### Required work
Each line below should be set down again unchanged.

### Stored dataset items
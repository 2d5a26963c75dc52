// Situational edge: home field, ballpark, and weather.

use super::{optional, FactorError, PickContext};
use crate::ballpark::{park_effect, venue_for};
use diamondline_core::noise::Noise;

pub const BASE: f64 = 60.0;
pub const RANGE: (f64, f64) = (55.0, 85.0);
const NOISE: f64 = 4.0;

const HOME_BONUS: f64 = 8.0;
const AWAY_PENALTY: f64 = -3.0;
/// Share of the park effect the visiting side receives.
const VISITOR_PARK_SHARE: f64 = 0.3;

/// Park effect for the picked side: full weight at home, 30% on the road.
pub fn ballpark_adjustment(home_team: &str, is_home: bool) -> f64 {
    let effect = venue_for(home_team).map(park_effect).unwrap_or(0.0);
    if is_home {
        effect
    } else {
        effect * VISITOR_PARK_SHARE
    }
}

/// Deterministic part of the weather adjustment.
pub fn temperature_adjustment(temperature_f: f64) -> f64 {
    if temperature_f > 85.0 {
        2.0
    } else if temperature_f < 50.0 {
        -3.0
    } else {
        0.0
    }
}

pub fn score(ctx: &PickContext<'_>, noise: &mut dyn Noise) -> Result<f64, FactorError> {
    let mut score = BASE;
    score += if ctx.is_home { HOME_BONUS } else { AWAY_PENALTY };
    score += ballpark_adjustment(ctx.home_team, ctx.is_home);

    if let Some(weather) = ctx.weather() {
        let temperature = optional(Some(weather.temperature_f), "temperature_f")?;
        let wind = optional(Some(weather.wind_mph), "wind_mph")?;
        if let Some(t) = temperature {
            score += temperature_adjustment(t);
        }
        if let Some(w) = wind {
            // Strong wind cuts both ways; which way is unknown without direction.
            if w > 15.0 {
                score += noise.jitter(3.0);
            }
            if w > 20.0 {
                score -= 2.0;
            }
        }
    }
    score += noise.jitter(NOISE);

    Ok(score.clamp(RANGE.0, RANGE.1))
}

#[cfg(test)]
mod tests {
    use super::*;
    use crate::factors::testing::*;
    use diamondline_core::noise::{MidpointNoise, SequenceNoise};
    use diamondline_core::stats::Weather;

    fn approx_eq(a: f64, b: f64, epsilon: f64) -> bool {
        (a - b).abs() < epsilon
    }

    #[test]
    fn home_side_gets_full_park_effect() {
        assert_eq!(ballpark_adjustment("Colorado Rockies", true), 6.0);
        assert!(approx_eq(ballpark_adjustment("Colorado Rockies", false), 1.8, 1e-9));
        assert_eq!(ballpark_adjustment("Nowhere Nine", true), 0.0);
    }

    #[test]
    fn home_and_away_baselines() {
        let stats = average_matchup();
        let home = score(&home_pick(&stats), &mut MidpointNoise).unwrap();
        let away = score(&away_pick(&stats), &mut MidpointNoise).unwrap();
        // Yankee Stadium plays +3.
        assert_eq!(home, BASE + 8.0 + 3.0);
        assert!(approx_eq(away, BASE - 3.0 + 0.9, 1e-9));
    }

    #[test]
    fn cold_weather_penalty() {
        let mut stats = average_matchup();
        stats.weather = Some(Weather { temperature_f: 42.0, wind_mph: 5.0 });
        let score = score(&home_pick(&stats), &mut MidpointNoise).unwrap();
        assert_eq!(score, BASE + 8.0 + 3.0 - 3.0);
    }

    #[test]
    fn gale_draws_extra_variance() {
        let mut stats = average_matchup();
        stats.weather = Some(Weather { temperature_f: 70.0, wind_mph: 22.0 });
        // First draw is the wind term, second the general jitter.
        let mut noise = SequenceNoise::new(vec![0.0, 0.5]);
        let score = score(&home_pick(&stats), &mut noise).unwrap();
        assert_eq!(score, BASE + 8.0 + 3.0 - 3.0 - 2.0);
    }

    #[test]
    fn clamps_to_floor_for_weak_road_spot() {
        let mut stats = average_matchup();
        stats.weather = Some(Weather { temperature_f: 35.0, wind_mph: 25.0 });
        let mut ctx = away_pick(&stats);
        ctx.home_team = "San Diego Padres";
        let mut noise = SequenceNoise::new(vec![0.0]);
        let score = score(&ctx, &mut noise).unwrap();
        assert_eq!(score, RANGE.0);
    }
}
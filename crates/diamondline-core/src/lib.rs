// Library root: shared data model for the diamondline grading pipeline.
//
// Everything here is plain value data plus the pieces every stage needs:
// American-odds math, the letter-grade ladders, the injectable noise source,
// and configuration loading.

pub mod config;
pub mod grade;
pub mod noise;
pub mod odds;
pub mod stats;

### Answer to this task
repository 2d5a26963c75dc52
// Situational edge: home field, ballpark, and weather.

use super::{optional, FactorError, PickContext};
use crate::ballpark::{park_effect, venue_for};
use diamondline_core::noise::Noise;

pub const BASE: f64 = 60.0;
pub const RANGE: (f64, f64) = (55.0, 85.0);
const NOISE: f64 = 4.0;

const HOME_BONUS: f64 = 8.0;
const AWAY_PENALTY: f64 = -3.0;
/// Share of the park effect the visiting side receives.
const VISITOR_PARK_SHARE: f64 = 0.3;

/// Park effect for the picked side: full weight at home, 30% on the road.
pub fn ballpark_adjustment(home_team: &str, is_home: bool) -> f64 {
    let effect = venue_for(home_team).map(park_effect).unwrap_or(0.0);
    if is_home {
        effect
    } else {
        effect * VISITOR_PARK_SHARE
    }
}

/// Deterministic part of the weather adjustment.
pub fn temperature_adjustment(temperature_f: f64) -> f64 {
    if temperature_f > 85.0 {
        2.0
    } else if temperature_f < 50.0 {
        -3.0
    } else {
        0.0
    }
}

pub fn score(ctx: &PickContext<'_>, noise: &mut dyn Noise) -> Result<f64, FactorError> {
    let mut score = BASE;
    score += if ctx.is_home { HOME_BONUS } else { AWAY_PENALTY };
    score += ballpark_adjustment(ctx.home_team, ctx.is_home);

    if let Some(weather) = ctx.weather() {
        let temperature = optional(Some(weather.temperature_f), "temperature_f")?;
        let wind = optional(Some(weather.wind_mph), "wind_mph")?;
        if let Some(t) = temperature {
            score += temperature_adjustment(t);
        }
        if let Some(w) = wind {
            // Strong wind cuts both ways; which way is unknown without direction.
            if w > 15.0 {
                score += noise.jitter(3.0);
            }
            if w > 20.0 {
                score -= 2.0;
            }
        }
    }
    score += noise.jitter(NOISE);

    Ok(score.clamp(RANGE.0, RANGE.1))
}

#[cfg(test)]
mod tests {
    use super::*;
    use crate::factors::testing::*;
    use diamondline_core::noise::{MidpointNoise, SequenceNoise};
    use diamondline_core::stats::Weather;

    fn approx_eq(a: f64, b: f64, epsilon: f64) -> bool {
        (a - b).abs() < epsilon
    }

    #[test]
    fn home_side_gets_full_park_effect() {
        assert_eq!(ballpark_adjustment("Colorado Rockies", true), 6.0);
        assert!(approx_eq(ballpark_adjustment("Colorado Rockies", false), 1.8, 1e-9));
        assert_eq!(ballpark_adjustment("Nowhere Nine", true), 0.0);
    }

    #[test]
    fn home_and_away_baselines() {
        let stats = average_matchup();
        let home = score(&home_pick(&stats), &mut MidpointNoise).unwrap();
        let away = score(&away_pick(&stats), &mut MidpointNoise).unwrap();
        // Yankee Stadium plays +3.
        assert_eq!(home, BASE + 8.0 + 3.0);
        assert!(approx_eq(away, BASE - 3.0 + 0.9, 1e-9));
    }

    #[test]
    fn cold_weather_penalty() {
        let mut stats = average_matchup();
        stats.weather = Some(Weather { temperature_f: 42.0, wind_mph: 5.0 });
        let score = score(&home_pick(&stats), &mut MidpointNoise).unwrap();
        assert_eq!(score, BASE + 8.0 + 3.0 - 3.0);
    }

    #[test]
    fn gale_draws_extra_variance() {
        let mut stats = average_matchup();
        stats.weather = Some(Weather { temperature_f: 70.0, wind_mph: 22.0 });
        // First draw is the wind term, second the general jitter.
        let mut noise = SequenceNoise::new(vec![0.0, 0.5]);
        let score = score(&home_pick(&stats), &mut noise).unwrap();
        assert_eq!(score, BASE + 8.0 + 3.0 - 3.0 - 2.0);
    }

    #[test]
    fn clamps_to_floor_for_weak_road_spot() {
        let mut stats = average_matchup();
        stats.weather = Some(Weather { temperature_f: 35.0, wind_mph: 25.0 });
        let mut ctx = away_pick(&stats);
        ctx.home_team = "San Diego Padres";
        let mut noise = SequenceNoise::new(vec![0.0]);
        let score = score(&ctx, &mut noise).unwrap();
        assert_eq!(score, RANGE.0);
    }
}
filename crates/diamondline-core/src/lib.rs
// Library root: shared data model for the diamondline grading pipeline.
//
// Everything here is plain value data plus the pieces every stage needs:
// American-odds math, the letter-grade ladders, the injectable noise source,
// and configuration loading.

pub mod config;
pub mod grade;
pub mod noise;
pub mod odds;
pub mod stats;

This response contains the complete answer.